Dans la guerre de montagne, la partie n’est jamais égale entre les belligérans, comme cela a presque toujours lieu dans la guérie de plaine. Pour l’un, les conditions de cette guerre sont tout entières dans l’organisation des moyens d’attaque ; pour l’autre, elles sont dans l’organisation des moyens de résistance. Épuiser les forces et les ressources de l’agression par le génie de la défensive, telle est la loi du plus faible. Avoir raison des ressources de la résistance par l’emploi bien compris et opportun des forces de l’attaque, telle est la loi du plus fort. Purement défensive pour l’un, la guerre de montagne est essentiellement et impérieusement offensive pour l’autre. Ce n’est point, en effet, à ceux qui s’insurgent de vaincre l’armée qui les envahit ; c’est sur celle ci que pèse exclusivement la nécessité de la victoire. Tant que l’envahi résiste et se, défend, c’est l’envahisseur qui est vaincu. Y a t il plus de génie militaire à vaincre qu’à résister ? Je serais porté à le croire. Dans la guerre de montagne, du moins, c’est l’agresseur qui a contre lui les chances les plus défavorables.
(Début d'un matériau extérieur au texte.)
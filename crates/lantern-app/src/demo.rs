// SPDX-License-Identifier: CEPL-1.0
//! Demo scene: configured models plus a ring of coloured point lights
//! orbiting the vertical axis.

use std::f32::consts::TAU;
use std::sync::Arc;

use anyhow::{Context, Result};
use glam::{Quat, Vec3};
use lantern_math::{Camera, Transform};
use lantern_render::Scene;
use lantern_render_vk::{Device, Mesh};
use tracing::info;

use crate::config::{AssetsCfg, LightsCfg};

/// Evenly spaced positions on the light ring, paired with their colours.
pub fn light_ring(cfg: &LightsCfg) -> Vec<(Vec3, Vec3)> {
    let n = cfg.colors.len();
    cfg.colors
        .iter()
        .enumerate()
        .map(|(i, &color)| {
            let angle = i as f32 * TAU / n as f32;
            let pos = Vec3::new(
                cfg.orbit_radius * angle.cos(),
                cfg.height,
                cfg.orbit_radius * angle.sin(),
            );
            (pos, Vec3::from_array(color))
        })
        .collect()
}

/// Rotates every point light about the world up axis by `angle` radians.
pub fn orbit_lights<M>(scene: &mut Scene<M>, angle: f32) {
    let rot = Quat::from_axis_angle(Camera::UP, angle);
    for obj in scene.objects_mut().filter(|o| o.point_light.is_some()) {
        obj.transform.translation = rot * obj.transform.translation;
    }
}

pub fn build_scene(device: &Arc<Device>, assets: &AssetsCfg, lights: &LightsCfg) -> Result<Scene<Mesh>> {
    let mut scene = Scene::new();

    for model in &assets.models {
        let mesh = Mesh::from_file(device, &model.path)
            .with_context(|| format!("model {}", model.path.display()))?;
        let handle = scene.add_mesh(mesh);
        let obj = scene.create_object();
        obj.color = Vec3::from_array(model.color);
        obj.transform = Transform {
            translation: Vec3::from_array(model.translation),
            rotation: Vec3::from_array(model.rotation),
            scale: Vec3::from_array(model.scale),
        };
        let id = obj.id();
        scene.set_mesh(id, Some(handle));
    }

    for (pos, color) in light_ring(lights) {
        let light = scene.create_point_light(lights.intensity, lights.radius, color);
        light.transform.translation = pos;
    }

    info!(
        "scene: {} objects, {} meshes",
        scene.len(),
        scene.meshes().len()
    );
    Ok(scene)
}

#[cfg(test)]
mod tests {
    use super::*;

    #[test]
    fn ring_is_evenly_spaced_at_height() {
        let cfg = LightsCfg {
            colors: vec![[1.0, 0.0, 0.0]; 4],
            orbit_radius: 2.0,
            height: -1.0,
            ..Default::default()
        };
        let ring = light_ring(&cfg);
        assert_eq!(ring.len(), 4);
        assert!(ring[0].0.abs_diff_eq(Vec3::new(2.0, -1.0, 0.0), 1e-6));
        assert!(ring[1].0.abs_diff_eq(Vec3::new(0.0, -1.0, 2.0), 1e-5));
        assert!(ring.iter().all(|(p, _)| p.y == -1.0));
    }

    #[test]
    fn orbit_moves_lights_only() {
        let mut scene: Scene<()> = Scene::new();
        let plain = scene.create_object();
        plain.transform.translation = Vec3::X;
        let plain = plain.id();
        let light = scene.create_point_light(0.2, 0.1, Vec3::ONE);
        light.transform.translation = Vec3::new(1.0, -1.0, 0.0);
        let light = light.id();

        orbit_lights(&mut scene, TAU / 4.0);

        assert_eq!(scene.get(plain).unwrap().transform.translation, Vec3::X);
        let moved = scene.get(light).unwrap().transform.translation;
        assert!((moved.y + 1.0).abs() < 1e-6);
        assert!((moved.length() - 2f32.sqrt()).abs() < 1e-5);
        assert!(moved.x.abs() < 1e-5);
    }
}
// SPDX-License-Identifier: CEPL-1.0
//! Descriptor set layouts, pools and a writer that fills a set from a
//! layout's bindings.

use std::collections::BTreeMap;
use std::sync::Arc;

use anyhow::{Context, Result};
use ash::vk;
use lantern_render::RenderError;

use crate::device::Device;

#[derive(Clone, Copy, Debug)]
pub struct LayoutBinding {
    pub ty: vk::DescriptorType,
    pub stages: vk::ShaderStageFlags,
    pub count: u32,
}

#[derive(Default)]
pub struct DescriptorSetLayoutBuilder {
    bindings: BTreeMap<u32, LayoutBinding>,
}

impl DescriptorSetLayoutBuilder {
    pub fn add_binding(self, binding: u32, ty: vk::DescriptorType, stages: vk::ShaderStageFlags) -> Self {
        self.add_binding_array(binding, ty, stages, 1)
    }

    pub fn add_binding_array(
        mut self,
        binding: u32,
        ty: vk::DescriptorType,
        stages: vk::ShaderStageFlags,
        count: u32,
    ) -> Self {
        assert!(!self.bindings.contains_key(&binding), "binding already in use");
        self.bindings.insert(binding, LayoutBinding { ty, stages, count });
        self
    }

    pub fn build(self, device: Arc<Device>) -> Result<DescriptorSetLayout> {
        let raw: Vec<vk::DescriptorSetLayoutBinding> = self
            .bindings
            .iter()
            .map(|(&binding, b)| vk::DescriptorSetLayoutBinding {
                binding,
                descriptor_type: b.ty,
                descriptor_count: b.count,
                stage_flags: b.stages,
                ..Default::default()
            })
            .collect();
        let ci = vk::DescriptorSetLayoutCreateInfo {
            s_type: vk::StructureType::DESCRIPTOR_SET_LAYOUT_CREATE_INFO,
            binding_count: raw.len() as u32,
            p_bindings: raw.as_ptr(),
            ..Default::default()
        };
        let layout = unsafe { device.handle().create_descriptor_set_layout(&ci, None) }
            .context("failed to create descriptor set layout")?;
        Ok(DescriptorSetLayout {
            device,
            layout,
            bindings: self.bindings,
        })
    }
}

/// A descriptor set layout together with the binding table it was built
/// from, which the writer validates against.
pub struct DescriptorSetLayout {
    device: Arc<Device>,
    layout: vk::DescriptorSetLayout,
    bindings: BTreeMap<u32, LayoutBinding>,
}

impl DescriptorSetLayout {
    pub fn builder() -> DescriptorSetLayoutBuilder {
        DescriptorSetLayoutBuilder::default()
    }

    pub fn handle(&self) -> vk::DescriptorSetLayout {
        self.layout
    }

    pub fn binding(&self, binding: u32) -> Option<&LayoutBinding> {
        self.bindings.get(&binding)
    }
}

impl Drop for DescriptorSetLayout {
    fn drop(&mut self) {
        unsafe {
            self.device
                .handle()
                .destroy_descriptor_set_layout(self.layout, None)
        };
    }
}

pub struct DescriptorPoolBuilder {
    pool_sizes: Vec<vk::DescriptorPoolSize>,
    max_sets: u32,
    flags: vk::DescriptorPoolCreateFlags,
}

impl Default for DescriptorPoolBuilder {
    fn default() -> Self {
        Self {
            pool_sizes: Vec::new(),
            max_sets: 1000,
            flags: vk::DescriptorPoolCreateFlags::empty(),
        }
    }
}

impl DescriptorPoolBuilder {
    pub fn add_pool_size(mut self, ty: vk::DescriptorType, count: u32) -> Self {
        self.pool_sizes.push(vk::DescriptorPoolSize {
            ty,
            descriptor_count: count,
        });
        self
    }

    pub fn pool_flags(mut self, flags: vk::DescriptorPoolCreateFlags) -> Self {
        self.flags = flags;
        self
    }

    pub fn max_sets(mut self, count: u32) -> Self {
        self.max_sets = count;
        self
    }

    pub fn build(self, device: Arc<Device>) -> Result<DescriptorPool> {
        let ci = vk::DescriptorPoolCreateInfo {
            s_type: vk::StructureType::DESCRIPTOR_POOL_CREATE_INFO,
            flags: self.flags,
            max_sets: self.max_sets,
            pool_size_count: self.pool_sizes.len() as u32,
            p_pool_sizes: self.pool_sizes.as_ptr(),
            ..Default::default()
        };
        let pool = unsafe { device.handle().create_descriptor_pool(&ci, None) }
            .context("failed to create descriptor pool")?;
        Ok(DescriptorPool { device, pool })
    }
}

pub struct DescriptorPool {
    device: Arc<Device>,
    pool: vk::DescriptorPool,
}

/// Pool exhaustion is reported as a typed error; anything else stays a raw
/// Vulkan failure.
fn allocation_error(result: vk::Result) -> anyhow::Error {
    match result {
        vk::Result::ERROR_OUT_OF_POOL_MEMORY | vk::Result::ERROR_FRAGMENTED_POOL => {
            RenderError::DescriptorPoolExhausted.into()
        }
        other => anyhow::Error::new(other).context("allocate_descriptor_sets"),
    }
}

impl DescriptorPool {
    pub fn builder() -> DescriptorPoolBuilder {
        DescriptorPoolBuilder::default()
    }

    pub fn allocate_descriptor(&self, layout: &DescriptorSetLayout) -> Result<vk::DescriptorSet> {
        let layouts = [layout.handle()];
        let ai = vk::DescriptorSetAllocateInfo {
            s_type: vk::StructureType::DESCRIPTOR_SET_ALLOCATE_INFO,
            descriptor_pool: self.pool,
            descriptor_set_count: 1,
            p_set_layouts: layouts.as_ptr(),
            ..Default::default()
        };
        let sets = unsafe { self.device.handle().allocate_descriptor_sets(&ai) }
            .map_err(allocation_error)?;
        Ok(sets[0])
    }

    /// Requires the pool to have been built with `FREE_DESCRIPTOR_SET`.
    pub fn free_descriptors(&self, sets: &[vk::DescriptorSet]) -> Result<()> {
        let res = unsafe { self.device.handle().free_descriptor_sets(self.pool, sets) };
        res.context("free_descriptor_sets")
    }

    pub fn reset_pool(&self) -> Result<()> {
        let res = unsafe {
            self.device
                .handle()
                .reset_descriptor_pool(self.pool, vk::DescriptorPoolResetFlags::empty())
        };
        res.context("reset_descriptor_pool")
    }

    pub fn device(&self) -> &Arc<Device> {
        &self.device
    }
}

impl Drop for DescriptorPool {
    fn drop(&mut self) {
        unsafe { self.device.handle().destroy_descriptor_pool(self.pool, None) };
    }
}

enum PendingInfo {
    Buffer(vk::DescriptorBufferInfo),
    Image(vk::DescriptorImageInfo),
}

struct PendingWrite {
    ty: vk::DescriptorType,
    info: PendingInfo,
}

/// Panics unless the layout declares `binding` as a single descriptor.
fn check_single_binding(bindings: &BTreeMap<u32, LayoutBinding>, binding: u32) -> vk::DescriptorType {
    let Some(desc) = bindings.get(&binding) else {
        panic!("layout does not contain specified binding {binding}");
    };
    assert_eq!(
        desc.count, 1,
        "binding single descriptor info, but binding expects multiple"
    );
    desc.ty
}

/// Collects buffer and image writes for the bindings of one layout, then
/// allocates a set and applies them.
pub struct DescriptorWriter<'a> {
    layout: &'a DescriptorSetLayout,
    pool: &'a DescriptorPool,
    writes: BTreeMap<u32, PendingWrite>,
}

impl<'a> DescriptorWriter<'a> {
    pub fn new(layout: &'a DescriptorSetLayout, pool: &'a DescriptorPool) -> Self {
        Self {
            layout,
            pool,
            writes: BTreeMap::new(),
        }
    }

    pub fn write_buffer(mut self, binding: u32, info: vk::DescriptorBufferInfo) -> Self {
        let ty = check_single_binding(&self.layout.bindings, binding);
        self.writes.insert(
            binding,
            PendingWrite {
                ty,
                info: PendingInfo::Buffer(info),
            },
        );
        self
    }

    pub fn write_image(mut self, binding: u32, info: vk::DescriptorImageInfo) -> Self {
        let ty = check_single_binding(&self.layout.bindings, binding);
        self.writes.insert(
            binding,
            PendingWrite {
                ty,
                info: PendingInfo::Image(info),
            },
        );
        self
    }

    pub fn build(self) -> Result<vk::DescriptorSet> {
        let set = self.pool.allocate_descriptor(self.layout)?;
        self.overwrite(set);
        Ok(set)
    }

    /// Applies the collected writes to an existing set.
    pub fn overwrite(&self, set: vk::DescriptorSet) {
        let writes: Vec<vk::WriteDescriptorSet> = self
            .writes
            .iter()
            .map(|(&binding, w)| {
                let mut write = vk::WriteDescriptorSet {
                    s_type: vk::StructureType::WRITE_DESCRIPTOR_SET,
                    dst_set: set,
                    dst_binding: binding,
                    descriptor_count: 1,
                    descriptor_type: w.ty,
                    ..Default::default()
                };
                match &w.info {
                    PendingInfo::Buffer(b) => write.p_buffer_info = b,
                    PendingInfo::Image(i) => write.p_image_info = i,
                }
                write
            })
            .collect();
        unsafe { self.pool.device().handle().update_descriptor_sets(&writes, &[]) };
    }
}

#[cfg(test)]
mod tests {
    use super::*;

    #[test]
    fn pool_exhaustion_is_typed() {
        for r in [
            vk::Result::ERROR_OUT_OF_POOL_MEMORY,
            vk::Result::ERROR_FRAGMENTED_POOL,
        ] {
            let err = allocation_error(r);
            assert!(matches!(
                err.downcast_ref::<RenderError>(),
                Some(RenderError::DescriptorPoolExhausted)
            ));
        }
    }

    #[test]
    fn other_allocation_failures_stay_raw() {
        let err = allocation_error(vk::Result::ERROR_OUT_OF_DEVICE_MEMORY);
        assert!(err.downcast_ref::<RenderError>().is_none());
        assert_eq!(
            err.root_cause().downcast_ref::<vk::Result>(),
            Some(&vk::Result::ERROR_OUT_OF_DEVICE_MEMORY)
        );
    }

    #[test]
    fn builder_keeps_bindings_by_slot() {
        let b = DescriptorSetLayout::builder()
            .add_binding(1, vk::DescriptorType::COMBINED_IMAGE_SAMPLER, vk::ShaderStageFlags::FRAGMENT)
            .add_binding(0, vk::DescriptorType::UNIFORM_BUFFER, vk::ShaderStageFlags::ALL_GRAPHICS);
        let slots: Vec<u32> = b.bindings.keys().copied().collect();
        assert_eq!(slots, vec![0, 1]);
        assert_eq!(b.bindings[&0].count, 1);
    }

    #[test]
    #[should_panic(expected = "binding already in use")]
    fn duplicate_binding_panics() {
        let _ = DescriptorSetLayout::builder()
            .add_binding(0, vk::DescriptorType::UNIFORM_BUFFER, vk::ShaderStageFlags::VERTEX)
            .add_binding(0, vk::DescriptorType::UNIFORM_BUFFER, vk::ShaderStageFlags::FRAGMENT);
    }

    #[test]
    fn pool_builder_defaults() {
        let b = DescriptorPool::builder().add_pool_size(vk::DescriptorType::UNIFORM_BUFFER, 2);
        assert_eq!(b.max_sets, 1000);
        assert_eq!(b.pool_sizes.len(), 1);
        assert!(b.flags.is_empty());
    }

    fn uniform_at_zero() -> BTreeMap<u32, LayoutBinding> {
        DescriptorSetLayout::builder()
            .add_binding(0, vk::DescriptorType::UNIFORM_BUFFER, vk::ShaderStageFlags::ALL_GRAPHICS)
            .add_binding_array(1, vk::DescriptorType::COMBINED_IMAGE_SAMPLER, vk::ShaderStageFlags::FRAGMENT, 4)
            .bindings
    }

    #[test]
    fn write_target_reports_binding_type() {
        assert_eq!(
            check_single_binding(&uniform_at_zero(), 0),
            vk::DescriptorType::UNIFORM_BUFFER
        );
    }

    #[test]
    #[should_panic(expected = "does not contain specified binding 3")]
    fn writing_missing_binding_panics() {
        check_single_binding(&uniform_at_zero(), 3);
    }

    #[test]
    #[should_panic(expected = "binding expects multiple")]
    fn single_write_to_array_binding_panics() {
        check_single_binding(&uniform_at_zero(), 1);
    }
}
N’a t on pas vu les meilleurs généraux de l’Espagne se briser contre la force de résistance de Zumalacarregui dans la guerre de Navarre, et Mina lui-même, le héros de l’indépendance en 1812, perdre dans l’offensive contre les Navarrais la gloire qu’il avait acquise en résistant avec eux à l’invasion de nos armées ? N’a t on pas vu aussi nos généraux, en Afrique, laisser l’Europe douter de la réalité de notre conquête jusqu’au jour où le maréchal Bugeaud trouva contre les Kabyles et les Arabes le système de guerre qui devait avoir raison de leur résistance ?

Comme défensive, la guerre de montagne présente des avantages considérables au chef qui la dirige. C’est d’abord une population complice qui le seconde et l’approvisionne ; c’est la connaissance des lieux qui lui permet tantôt d’éviter l’agresseur en le fatiguant, tantôt de le surprendre dans l’endroit et à l’heure propices, tantôt enfin de le forcer par d’opportunes diversions, à diviser ses troupes pour l’atteindre en détail. C’est ce côté défensif de la guerre de montagne que nous montrent les campagnes de Zumalacarregui.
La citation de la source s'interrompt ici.